When adults with MCI participated in a 12-week exercise training programme, researchers observed two positive effects: improved brain function and a decrease in blood flow to certain brain regions. This might seem contradictory at first, but the interesting finding was that the reduced blood flow coincided with significant improvements in cognitive test scores.
In other words, exercise also helps to keep your mind sharp.
How to start out at the gym
Going to a gym can be intimidating, especially if you haven’t been active for some years. Even younger people get it wrong, says Kolenić. “A big mistake people make is substituting good and safe form for heavier weights and more repetitions,” she says. “Quality is always more important than quantity. Using heavy weights without proper technique is not as effective for building muscle and strengthening, and you’re more susceptible to injuries. Biokineticists see many patients with injuries sustained in the gym because of improper technique and uncontrolled movement.”
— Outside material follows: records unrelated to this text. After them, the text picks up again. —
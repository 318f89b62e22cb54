// templates/pages/home.rs
use crate::api::Property;
use crate::filters::FilterForm;
use crate::forms::FieldErrors;
use crate::geos::builtin_lookup;
use crate::templates::{
    components::{property_grid, search_form},
    desktop_layout,
    layouts::desktop::SITE_NAME,
};
use maud::{html, Markup};

pub struct NewsArticle {
    pub title: &'static str,
    pub summary: &'static str,
}

pub const NEWS: &[NewsArticle] = &[
    NewsArticle {
        title: "Where the property market stands",
        summary: "Home prices keep climbing and the rental market is as busy as ever.",
    },
    NewsArticle {
        title: "Urban renewal projects pick up speed",
        summary: "New living spaces are taking shape across the big cities.",
    },
    NewsArticle {
        title: "The most promising areas to invest in",
        summary: "Experts name the districts with the most upside for property investors.",
    },
];

pub struct HomeVm {
    pub is_authenticated: bool,
    pub search: FilterForm,
    pub search_errors: FieldErrors,
    /// `Err` holds the message to show instead of the featured grid.
    pub featured: Result<Vec<Property>, String>,
    pub year: i32,
}

pub fn home_page(vm: &HomeVm) -> Markup {
    desktop_layout(
        "Home",
        vm.is_authenticated,
        html! {
            section class="hero" {
                h1 { "Your dream home, one click away" }
                p class="lead" { "Find what you are looking for in our wide portfolio." }
                (search_form(&vm.search, &builtin_lookup(), &vm.search_errors))
            }

            section class="container" {
                h2 class="section-title" { "Featured properties" }
                @match &vm.featured {
                    Err(msg) => p class="form-error" { (msg) },
                    Ok(list) if list.is_empty() => p class="muted center" { "No featured properties yet." },
                    Ok(list) => (property_grid(list)),
                }
                p class="center" {
                    a href="/properties/listing" class="button primary" { "See all properties" }
                }
            }

            section class="container" {
                h2 class="section-title" { "Latest property news" }
                div class="grid" {
                    @for article in NEWS {
                        article class="card" {
                            div class="card-body" {
                                h3 { (article.title) }
                                p { (article.summary) }
                            }
                        }
                    }
                }
            }

            footer class="footer" {
                p { "© " (vm.year) " " (SITE_NAME) ". All rights reserved." }
            }
        },
    )
}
Her advice? Just get going and start moving. “Start off slowly and don’t expect to be where you were before you became inactive. Be patient and get help and advice if you don’t know where to begin.”
Whether you’re doing cardio, strength training, or flexibility exercises, ask a personal trainer to help you at the gym, or make an appointment with a biokineticist for an assessment. They’ll assist by drawing up an appropriate and safe exercise programme to suit your goals and ability. That way, you can safely begin or resume your health and fitness journey regardless of your age or physical condition.